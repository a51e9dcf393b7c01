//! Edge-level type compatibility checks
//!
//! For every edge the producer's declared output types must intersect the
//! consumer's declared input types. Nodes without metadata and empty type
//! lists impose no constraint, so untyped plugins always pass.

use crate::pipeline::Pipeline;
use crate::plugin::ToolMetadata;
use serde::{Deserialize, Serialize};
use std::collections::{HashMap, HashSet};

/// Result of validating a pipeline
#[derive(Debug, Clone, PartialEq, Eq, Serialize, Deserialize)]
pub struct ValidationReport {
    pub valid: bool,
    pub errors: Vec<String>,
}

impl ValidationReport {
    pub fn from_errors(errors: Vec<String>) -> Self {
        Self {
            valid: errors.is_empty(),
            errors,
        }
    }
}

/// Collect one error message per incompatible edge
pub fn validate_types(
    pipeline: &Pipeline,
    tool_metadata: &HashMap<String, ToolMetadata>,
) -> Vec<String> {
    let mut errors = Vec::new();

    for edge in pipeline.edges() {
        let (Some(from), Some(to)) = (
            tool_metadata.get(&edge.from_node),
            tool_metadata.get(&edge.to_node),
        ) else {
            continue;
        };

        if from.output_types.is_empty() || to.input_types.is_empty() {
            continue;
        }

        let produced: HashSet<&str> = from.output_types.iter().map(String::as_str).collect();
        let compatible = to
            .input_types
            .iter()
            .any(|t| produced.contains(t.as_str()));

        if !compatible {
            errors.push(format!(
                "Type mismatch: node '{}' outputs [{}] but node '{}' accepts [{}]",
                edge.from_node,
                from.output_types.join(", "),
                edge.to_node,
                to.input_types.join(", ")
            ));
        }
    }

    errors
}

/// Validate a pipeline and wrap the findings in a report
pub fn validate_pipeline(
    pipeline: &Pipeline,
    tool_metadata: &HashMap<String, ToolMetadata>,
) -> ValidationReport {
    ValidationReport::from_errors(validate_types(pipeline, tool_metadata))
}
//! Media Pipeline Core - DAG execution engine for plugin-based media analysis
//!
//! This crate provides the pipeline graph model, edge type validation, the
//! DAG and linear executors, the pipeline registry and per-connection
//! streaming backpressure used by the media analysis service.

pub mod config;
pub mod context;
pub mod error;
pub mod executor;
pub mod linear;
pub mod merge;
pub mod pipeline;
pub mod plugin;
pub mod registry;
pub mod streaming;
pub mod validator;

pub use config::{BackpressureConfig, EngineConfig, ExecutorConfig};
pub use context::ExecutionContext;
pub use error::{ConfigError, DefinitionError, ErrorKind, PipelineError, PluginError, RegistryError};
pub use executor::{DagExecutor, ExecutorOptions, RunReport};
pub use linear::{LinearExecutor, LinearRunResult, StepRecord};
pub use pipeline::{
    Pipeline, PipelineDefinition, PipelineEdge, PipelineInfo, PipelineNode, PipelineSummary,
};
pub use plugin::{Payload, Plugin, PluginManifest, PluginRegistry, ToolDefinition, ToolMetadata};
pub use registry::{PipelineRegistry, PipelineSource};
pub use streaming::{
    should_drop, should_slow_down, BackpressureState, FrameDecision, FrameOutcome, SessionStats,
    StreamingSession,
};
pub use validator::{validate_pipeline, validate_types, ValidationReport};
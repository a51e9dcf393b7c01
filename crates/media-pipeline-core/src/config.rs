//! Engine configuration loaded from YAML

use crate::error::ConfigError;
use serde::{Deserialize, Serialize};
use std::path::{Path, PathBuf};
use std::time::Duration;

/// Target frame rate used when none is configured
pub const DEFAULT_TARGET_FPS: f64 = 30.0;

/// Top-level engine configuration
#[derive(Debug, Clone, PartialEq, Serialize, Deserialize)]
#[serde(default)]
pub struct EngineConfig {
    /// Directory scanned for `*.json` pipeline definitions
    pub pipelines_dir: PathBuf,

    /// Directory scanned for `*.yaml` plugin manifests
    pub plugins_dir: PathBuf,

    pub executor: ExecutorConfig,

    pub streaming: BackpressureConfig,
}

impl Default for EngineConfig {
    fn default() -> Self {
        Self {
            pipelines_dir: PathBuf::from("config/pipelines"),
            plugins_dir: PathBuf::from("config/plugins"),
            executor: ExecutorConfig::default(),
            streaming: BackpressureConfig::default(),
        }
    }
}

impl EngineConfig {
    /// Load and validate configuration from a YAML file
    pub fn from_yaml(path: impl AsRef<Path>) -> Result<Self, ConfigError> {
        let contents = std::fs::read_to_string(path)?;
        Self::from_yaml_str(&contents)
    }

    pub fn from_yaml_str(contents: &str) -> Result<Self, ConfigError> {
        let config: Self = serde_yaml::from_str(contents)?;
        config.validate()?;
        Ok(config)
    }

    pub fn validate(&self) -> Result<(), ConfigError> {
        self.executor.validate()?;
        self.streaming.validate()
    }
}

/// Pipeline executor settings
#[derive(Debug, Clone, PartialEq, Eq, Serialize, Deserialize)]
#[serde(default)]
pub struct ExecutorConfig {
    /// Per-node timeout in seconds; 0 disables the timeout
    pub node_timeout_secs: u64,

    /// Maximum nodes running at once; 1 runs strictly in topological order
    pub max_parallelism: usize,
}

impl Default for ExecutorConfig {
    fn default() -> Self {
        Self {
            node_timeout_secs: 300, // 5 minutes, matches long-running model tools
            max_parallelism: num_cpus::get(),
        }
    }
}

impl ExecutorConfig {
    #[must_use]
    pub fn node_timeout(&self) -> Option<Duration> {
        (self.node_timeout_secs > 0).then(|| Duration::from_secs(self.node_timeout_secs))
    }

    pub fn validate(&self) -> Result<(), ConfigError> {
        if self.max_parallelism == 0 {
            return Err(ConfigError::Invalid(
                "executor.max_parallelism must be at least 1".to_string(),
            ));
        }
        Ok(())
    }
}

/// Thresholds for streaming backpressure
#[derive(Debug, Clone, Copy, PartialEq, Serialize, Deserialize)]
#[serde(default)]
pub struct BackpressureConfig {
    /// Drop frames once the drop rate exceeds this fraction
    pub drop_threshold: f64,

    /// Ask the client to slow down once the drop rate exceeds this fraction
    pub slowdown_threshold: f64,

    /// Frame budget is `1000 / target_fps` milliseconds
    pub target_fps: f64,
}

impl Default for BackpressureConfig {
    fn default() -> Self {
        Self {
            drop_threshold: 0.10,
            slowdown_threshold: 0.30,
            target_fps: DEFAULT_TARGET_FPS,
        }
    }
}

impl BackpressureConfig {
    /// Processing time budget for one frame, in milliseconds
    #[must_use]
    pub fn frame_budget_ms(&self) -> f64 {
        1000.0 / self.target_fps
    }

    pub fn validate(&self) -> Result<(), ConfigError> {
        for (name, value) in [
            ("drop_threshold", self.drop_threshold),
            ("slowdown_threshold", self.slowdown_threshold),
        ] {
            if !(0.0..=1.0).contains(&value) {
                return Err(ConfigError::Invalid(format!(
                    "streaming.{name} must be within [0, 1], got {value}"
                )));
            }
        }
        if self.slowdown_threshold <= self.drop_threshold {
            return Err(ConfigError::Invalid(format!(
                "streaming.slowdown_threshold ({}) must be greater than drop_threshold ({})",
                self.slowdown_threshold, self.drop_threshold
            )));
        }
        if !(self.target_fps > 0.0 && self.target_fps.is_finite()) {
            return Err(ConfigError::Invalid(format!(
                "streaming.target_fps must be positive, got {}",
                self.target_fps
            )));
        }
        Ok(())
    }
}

-=-=-=-=-

◆ EXERCISE
All of the data above should be set down again exactly.

◆ RESPONSE BOX
repository a51e9dcf393b7c01
//! Edge-level type compatibility checks
//!
//! For every edge the producer's declared output types must intersect the
//! consumer's declared input types. Nodes without metadata and empty type
//! lists impose no constraint, so untyped plugins always pass.

use crate::pipeline::Pipeline;
use crate::plugin::ToolMetadata;
use serde::{Deserialize, Serialize};
use std::collections::{HashMap, HashSet};

/// Result of validating a pipeline
#[derive(Debug, Clone, PartialEq, Eq, Serialize, Deserialize)]
pub struct ValidationReport {
    pub valid: bool,
    pub errors: Vec<String>,
}

impl ValidationReport {
    pub fn from_errors(errors: Vec<String>) -> Self {
        Self {
            valid: errors.is_empty(),
            errors,
        }
    }
}

/// Collect one error message per incompatible edge
pub fn validate_types(
    pipeline: &Pipeline,
    tool_metadata: &HashMap<String, ToolMetadata>,
) -> Vec<String> {
    let mut errors = Vec::new();

    for edge in pipeline.edges() {
        let (Some(from), Some(to)) = (
            tool_metadata.get(&edge.from_node),
            tool_metadata.get(&edge.to_node),
        ) else {
            continue;
        };

        if from.output_types.is_empty() || to.input_types.is_empty() {
            continue;
        }

        let produced: HashSet<&str> = from.output_types.iter().map(String::as_str).collect();
        let compatible = to
            .input_types
            .iter()
            .any(|t| produced.contains(t.as_str()));

        if !compatible {
            errors.push(format!(
                "Type mismatch: node '{}' outputs [{}] but node '{}' accepts [{}]",
                edge.from_node,
                from.output_types.join(", "),
                edge.to_node,
                to.input_types.join(", ")
            ));
        }
    }

    errors
}

/// Validate a pipeline and wrap the findings in a report
pub fn validate_pipeline(
    pipeline: &Pipeline,
    tool_metadata: &HashMap<String, ToolMetadata>,
) -> ValidationReport {
    ValidationReport::from_errors(validate_types(pipeline, tool_metadata))
}
//! Media Pipeline Core - DAG execution engine for plugin-based media analysis
//!
//! This crate provides the pipeline graph model, edge type validation, the
//! DAG and linear executors, the pipeline registry and per-connection
//! streaming backpressure used by the media analysis service.

pub mod config;
pub mod context;
pub mod error;
pub mod executor;
pub mod linear;
pub mod merge;
pub mod pipeline;
pub mod plugin;
pub mod registry;
pub mod streaming;
pub mod validator;

pub use config::{BackpressureConfig, EngineConfig, ExecutorConfig};
pub use context::ExecutionContext;
pub use error::{ConfigError, DefinitionError, ErrorKind, PipelineError, PluginError, RegistryError};
pub use executor::{DagExecutor, ExecutorOptions, RunReport};
pub use linear::{LinearExecutor, LinearRunResult, StepRecord};
pub use pipeline::{
    Pipeline, PipelineDefinition, PipelineEdge, PipelineInfo, PipelineNode, PipelineSummary,
};
pub use plugin::{Payload, Plugin, PluginManifest, PluginRegistry, ToolDefinition, ToolMetadata};
pub use registry::{PipelineRegistry, PipelineSource};
pub use streaming::{
    should_drop, should_slow_down, BackpressureState, FrameDecision, FrameOutcome, SessionStats,
    StreamingSession,
};
pub use validator::{validate_pipeline, validate_types, ValidationReport};
repository a51e9dcf393b7c01
filename crates/media-pipeline-core/src/config.rs
//! Engine configuration loaded from YAML

use crate::error::ConfigError;
use serde::{Deserialize, Serialize};
use std::path::{Path, PathBuf};
use std::time::Duration;

/// Target frame rate used when none is configured
pub const DEFAULT_TARGET_FPS: f64 = 30.0;

/// Top-level engine configuration
#[derive(Debug, Clone, PartialEq, Serialize, Deserialize)]
#[serde(default)]
pub struct EngineConfig {
    /// Directory scanned for `*.json` pipeline definitions
    pub pipelines_dir: PathBuf,

    /// Directory scanned for `*.yaml` plugin manifests
    pub plugins_dir: PathBuf,

    pub executor: ExecutorConfig,

    pub streaming: BackpressureConfig,
}

impl Default for EngineConfig {
    fn default() -> Self {
        Self {
            pipelines_dir: PathBuf::from("config/pipelines"),
            plugins_dir: PathBuf::from("config/plugins"),
            executor: ExecutorConfig::default(),
            streaming: BackpressureConfig::default(),
        }
    }
}

impl EngineConfig {
    /// Load and validate configuration from a YAML file
    pub fn from_yaml(path: impl AsRef<Path>) -> Result<Self, ConfigError> {
        let contents = std::fs::read_to_string(path)?;
        Self::from_yaml_str(&contents)
    }

    pub fn from_yaml_str(contents: &str) -> Result<Self, ConfigError> {
        let config: Self = serde_yaml::from_str(contents)?;
        config.validate()?;
        Ok(config)
    }

    pub fn validate(&self) -> Result<(), ConfigError> {
        self.executor.validate()?;
        self.streaming.validate()
    }
}

/// Pipeline executor settings
#[derive(Debug, Clone, PartialEq, Eq, Serialize, Deserialize)]
#[serde(default)]
pub struct ExecutorConfig {
    /// Per-node timeout in seconds; 0 disables the timeout
    pub node_timeout_secs: u64,

    /// Maximum nodes running at once; 1 runs strictly in topological order
    pub max_parallelism: usize,
}

impl Default for ExecutorConfig {
    fn default() -> Self {
        Self {
            node_timeout_secs: 300, // 5 minutes, matches long-running model tools
            max_parallelism: num_cpus::get(),
        }
    }
}

impl ExecutorConfig {
    #[must_use]
    pub fn node_timeout(&self) -> Option<Duration> {
        (self.node_timeout_secs > 0).then(|| Duration::from_secs(self.node_timeout_secs))
    }

    pub fn validate(&self) -> Result<(), ConfigError> {
        if self.max_parallelism == 0 {
            return Err(ConfigError::Invalid(
                "executor.max_parallelism must be at least 1".to_string(),
            ));
        }
        Ok(())
    }
}

/// Thresholds for streaming backpressure
#[derive(Debug, Clone, Copy, PartialEq, Serialize, Deserialize)]
#[serde(default)]
pub struct BackpressureConfig {
    /// Drop frames once the drop rate exceeds this fraction
    pub drop_threshold: f64,

    /// Ask the client to slow down once the drop rate exceeds this fraction
    pub slowdown_threshold: f64,

    /// Frame budget is `1000 / target_fps` milliseconds
    pub target_fps: f64,
}

impl Default for BackpressureConfig {
    fn default() -> Self {
        Self {
            drop_threshold: 0.10,
            slowdown_threshold: 0.30,
            target_fps: DEFAULT_TARGET_FPS,
        }
    }
}

impl BackpressureConfig {
    /// Processing time budget for one frame, in milliseconds
    #[must_use]
    pub fn frame_budget_ms(&self) -> f64 {
        1000.0 / self.target_fps
    }

    pub fn validate(&self) -> Result<(), ConfigError> {
        for (name, value) in [
            ("drop_threshold", self.drop_threshold),
            ("slowdown_threshold", self.slowdown_threshold),
        ] {
            if !(0.0..=1.0).contains(&value) {
                return Err(ConfigError::Invalid(format!(
                    "streaming.{name} must be within [0, 1], got {value}"
                )));
            }
        }
        if self.slowdown_threshold <= self.drop_threshold {
            return Err(ConfigError::Invalid(format!(
                "streaming.slowdown_threshold ({}) must be greater than drop_threshold ({})",
                self.slowdown_threshold, self.drop_threshold
            )));
        }
        if !(self.target_fps > 0.0 && self.target_fps.is_finite()) {
            return Err(ConfigError::Invalid(format!(
                "streaming.target_fps must be positive, got {}",
                self.target_fps
            )));
        }
        Ok(())
    }
}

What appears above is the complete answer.